Work out how many lines in the data below contain the string "them", and reply with that figure alone.
....
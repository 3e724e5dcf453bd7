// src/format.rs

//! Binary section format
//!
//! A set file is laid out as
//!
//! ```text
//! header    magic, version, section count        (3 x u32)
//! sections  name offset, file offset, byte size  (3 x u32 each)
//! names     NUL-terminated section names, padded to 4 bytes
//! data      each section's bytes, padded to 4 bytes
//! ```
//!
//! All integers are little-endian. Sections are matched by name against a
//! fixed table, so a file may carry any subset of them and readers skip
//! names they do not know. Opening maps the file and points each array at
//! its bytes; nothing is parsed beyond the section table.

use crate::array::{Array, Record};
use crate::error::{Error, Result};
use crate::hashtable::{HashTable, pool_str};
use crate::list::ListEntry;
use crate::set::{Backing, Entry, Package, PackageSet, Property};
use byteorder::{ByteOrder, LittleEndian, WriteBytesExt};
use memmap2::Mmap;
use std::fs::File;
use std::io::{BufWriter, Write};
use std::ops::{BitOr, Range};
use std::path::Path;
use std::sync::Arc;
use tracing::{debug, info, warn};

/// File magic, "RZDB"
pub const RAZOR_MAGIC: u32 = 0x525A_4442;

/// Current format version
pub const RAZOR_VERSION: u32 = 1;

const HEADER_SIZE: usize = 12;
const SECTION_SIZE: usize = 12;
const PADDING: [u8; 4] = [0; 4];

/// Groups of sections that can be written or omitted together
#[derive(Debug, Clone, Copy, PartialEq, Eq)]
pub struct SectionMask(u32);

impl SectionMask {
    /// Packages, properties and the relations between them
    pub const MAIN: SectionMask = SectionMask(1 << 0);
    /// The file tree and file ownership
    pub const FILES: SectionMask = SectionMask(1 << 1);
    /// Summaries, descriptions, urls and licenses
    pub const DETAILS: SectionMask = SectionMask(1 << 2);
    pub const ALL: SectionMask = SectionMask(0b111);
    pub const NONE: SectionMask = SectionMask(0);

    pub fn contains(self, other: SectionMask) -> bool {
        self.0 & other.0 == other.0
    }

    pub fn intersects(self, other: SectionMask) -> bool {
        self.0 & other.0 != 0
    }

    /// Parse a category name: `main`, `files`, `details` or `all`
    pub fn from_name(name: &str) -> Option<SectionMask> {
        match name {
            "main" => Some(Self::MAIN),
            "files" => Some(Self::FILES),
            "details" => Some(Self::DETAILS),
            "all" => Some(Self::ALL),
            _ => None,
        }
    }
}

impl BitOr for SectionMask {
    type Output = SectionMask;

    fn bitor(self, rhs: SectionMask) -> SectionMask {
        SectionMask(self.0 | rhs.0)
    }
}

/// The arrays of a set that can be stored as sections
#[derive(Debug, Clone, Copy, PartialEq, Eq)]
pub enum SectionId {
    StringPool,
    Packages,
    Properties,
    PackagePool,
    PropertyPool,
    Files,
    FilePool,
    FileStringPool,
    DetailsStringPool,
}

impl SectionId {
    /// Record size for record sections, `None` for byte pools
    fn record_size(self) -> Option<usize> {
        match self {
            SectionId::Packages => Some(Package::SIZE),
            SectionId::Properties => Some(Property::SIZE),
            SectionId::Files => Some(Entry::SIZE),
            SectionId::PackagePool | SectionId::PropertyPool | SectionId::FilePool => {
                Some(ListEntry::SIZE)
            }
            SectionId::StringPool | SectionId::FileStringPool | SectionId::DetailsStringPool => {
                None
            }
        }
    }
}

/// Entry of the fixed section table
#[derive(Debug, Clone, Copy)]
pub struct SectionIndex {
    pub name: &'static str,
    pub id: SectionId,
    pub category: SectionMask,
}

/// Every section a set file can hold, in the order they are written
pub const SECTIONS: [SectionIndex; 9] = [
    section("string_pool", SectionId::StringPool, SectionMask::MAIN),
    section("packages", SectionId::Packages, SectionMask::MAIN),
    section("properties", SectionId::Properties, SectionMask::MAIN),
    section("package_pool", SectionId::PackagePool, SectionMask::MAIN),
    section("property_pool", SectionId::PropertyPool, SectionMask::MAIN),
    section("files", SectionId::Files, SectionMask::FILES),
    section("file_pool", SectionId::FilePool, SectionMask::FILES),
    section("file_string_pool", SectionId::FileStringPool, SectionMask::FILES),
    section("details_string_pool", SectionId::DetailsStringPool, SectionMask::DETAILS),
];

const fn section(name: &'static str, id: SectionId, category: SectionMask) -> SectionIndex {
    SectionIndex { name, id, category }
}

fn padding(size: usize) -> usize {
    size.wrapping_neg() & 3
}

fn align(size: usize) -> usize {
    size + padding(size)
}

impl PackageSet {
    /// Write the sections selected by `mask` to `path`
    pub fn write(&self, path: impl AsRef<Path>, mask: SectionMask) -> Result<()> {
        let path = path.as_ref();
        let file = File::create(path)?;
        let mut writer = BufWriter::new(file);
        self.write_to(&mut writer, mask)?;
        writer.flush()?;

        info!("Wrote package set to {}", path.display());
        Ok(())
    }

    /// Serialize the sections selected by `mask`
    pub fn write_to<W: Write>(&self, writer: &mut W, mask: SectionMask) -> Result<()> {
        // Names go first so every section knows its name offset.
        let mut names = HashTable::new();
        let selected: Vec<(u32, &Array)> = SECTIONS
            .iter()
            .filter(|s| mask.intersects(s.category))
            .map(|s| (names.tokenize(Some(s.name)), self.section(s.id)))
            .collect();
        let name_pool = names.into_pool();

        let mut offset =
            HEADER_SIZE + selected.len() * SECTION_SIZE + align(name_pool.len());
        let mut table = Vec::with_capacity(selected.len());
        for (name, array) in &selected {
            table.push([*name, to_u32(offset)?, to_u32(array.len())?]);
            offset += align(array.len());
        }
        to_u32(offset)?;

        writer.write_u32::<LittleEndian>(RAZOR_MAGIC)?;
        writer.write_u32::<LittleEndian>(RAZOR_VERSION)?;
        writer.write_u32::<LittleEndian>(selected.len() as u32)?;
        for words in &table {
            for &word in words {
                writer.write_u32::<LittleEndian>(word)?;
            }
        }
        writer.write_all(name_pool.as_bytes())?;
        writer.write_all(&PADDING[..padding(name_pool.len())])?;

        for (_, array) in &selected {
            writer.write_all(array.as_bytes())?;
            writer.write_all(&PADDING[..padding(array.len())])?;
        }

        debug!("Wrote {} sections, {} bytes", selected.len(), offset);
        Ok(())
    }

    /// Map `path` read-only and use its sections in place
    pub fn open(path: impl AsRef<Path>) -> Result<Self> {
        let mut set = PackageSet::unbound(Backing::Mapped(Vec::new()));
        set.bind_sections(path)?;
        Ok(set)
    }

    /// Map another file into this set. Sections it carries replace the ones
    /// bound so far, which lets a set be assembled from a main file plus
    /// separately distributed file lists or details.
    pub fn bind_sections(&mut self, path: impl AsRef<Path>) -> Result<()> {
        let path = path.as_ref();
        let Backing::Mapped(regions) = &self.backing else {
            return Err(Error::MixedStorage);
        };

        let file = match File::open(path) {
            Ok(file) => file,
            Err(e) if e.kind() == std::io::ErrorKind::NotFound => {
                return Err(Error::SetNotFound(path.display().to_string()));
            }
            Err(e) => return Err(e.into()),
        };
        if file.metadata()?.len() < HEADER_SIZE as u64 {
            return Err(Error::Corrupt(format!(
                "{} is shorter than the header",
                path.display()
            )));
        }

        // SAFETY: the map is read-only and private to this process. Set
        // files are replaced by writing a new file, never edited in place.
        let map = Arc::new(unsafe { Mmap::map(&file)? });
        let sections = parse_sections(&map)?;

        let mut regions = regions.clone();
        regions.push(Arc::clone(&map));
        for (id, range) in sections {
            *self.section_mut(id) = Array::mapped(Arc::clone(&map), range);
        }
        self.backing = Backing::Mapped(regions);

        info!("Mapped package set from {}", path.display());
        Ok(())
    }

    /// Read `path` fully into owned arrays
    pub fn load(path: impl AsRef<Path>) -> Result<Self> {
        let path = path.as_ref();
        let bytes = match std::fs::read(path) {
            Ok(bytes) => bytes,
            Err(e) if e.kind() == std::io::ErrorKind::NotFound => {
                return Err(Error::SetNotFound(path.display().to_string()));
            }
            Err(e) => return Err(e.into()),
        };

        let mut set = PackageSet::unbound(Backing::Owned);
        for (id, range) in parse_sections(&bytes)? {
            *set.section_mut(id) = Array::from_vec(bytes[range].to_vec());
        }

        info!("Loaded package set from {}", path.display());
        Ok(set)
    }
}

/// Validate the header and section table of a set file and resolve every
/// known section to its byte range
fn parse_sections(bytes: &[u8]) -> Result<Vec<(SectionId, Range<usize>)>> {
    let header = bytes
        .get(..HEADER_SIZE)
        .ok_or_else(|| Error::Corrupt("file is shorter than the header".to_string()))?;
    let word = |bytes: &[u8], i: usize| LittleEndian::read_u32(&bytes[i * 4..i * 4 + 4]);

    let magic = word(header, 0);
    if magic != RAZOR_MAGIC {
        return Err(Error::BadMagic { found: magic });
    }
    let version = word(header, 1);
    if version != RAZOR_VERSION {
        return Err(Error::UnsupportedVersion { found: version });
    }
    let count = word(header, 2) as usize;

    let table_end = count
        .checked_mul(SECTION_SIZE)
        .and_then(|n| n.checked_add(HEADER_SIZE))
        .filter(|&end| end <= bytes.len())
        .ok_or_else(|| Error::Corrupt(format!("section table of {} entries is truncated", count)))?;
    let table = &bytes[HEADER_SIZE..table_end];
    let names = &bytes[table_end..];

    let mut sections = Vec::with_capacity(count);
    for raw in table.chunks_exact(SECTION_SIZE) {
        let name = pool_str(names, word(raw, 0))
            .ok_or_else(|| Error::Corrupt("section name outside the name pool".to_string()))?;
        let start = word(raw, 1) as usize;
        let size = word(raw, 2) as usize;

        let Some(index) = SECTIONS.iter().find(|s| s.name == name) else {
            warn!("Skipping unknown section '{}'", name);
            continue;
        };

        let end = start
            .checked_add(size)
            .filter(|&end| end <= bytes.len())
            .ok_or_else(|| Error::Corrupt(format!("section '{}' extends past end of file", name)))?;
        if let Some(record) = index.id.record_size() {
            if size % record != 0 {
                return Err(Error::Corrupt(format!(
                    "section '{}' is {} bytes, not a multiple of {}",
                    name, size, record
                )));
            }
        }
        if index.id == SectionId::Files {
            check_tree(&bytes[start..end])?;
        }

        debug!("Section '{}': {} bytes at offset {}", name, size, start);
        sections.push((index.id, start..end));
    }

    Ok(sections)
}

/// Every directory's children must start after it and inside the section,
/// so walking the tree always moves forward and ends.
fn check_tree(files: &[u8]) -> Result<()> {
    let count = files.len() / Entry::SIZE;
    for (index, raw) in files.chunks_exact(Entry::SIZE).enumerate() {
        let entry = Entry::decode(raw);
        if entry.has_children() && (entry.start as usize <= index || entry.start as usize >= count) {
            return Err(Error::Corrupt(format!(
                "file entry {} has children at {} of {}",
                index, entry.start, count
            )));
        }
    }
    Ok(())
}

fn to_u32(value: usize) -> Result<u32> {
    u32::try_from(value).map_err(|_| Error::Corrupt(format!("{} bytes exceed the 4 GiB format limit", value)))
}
....
**Solution:**
2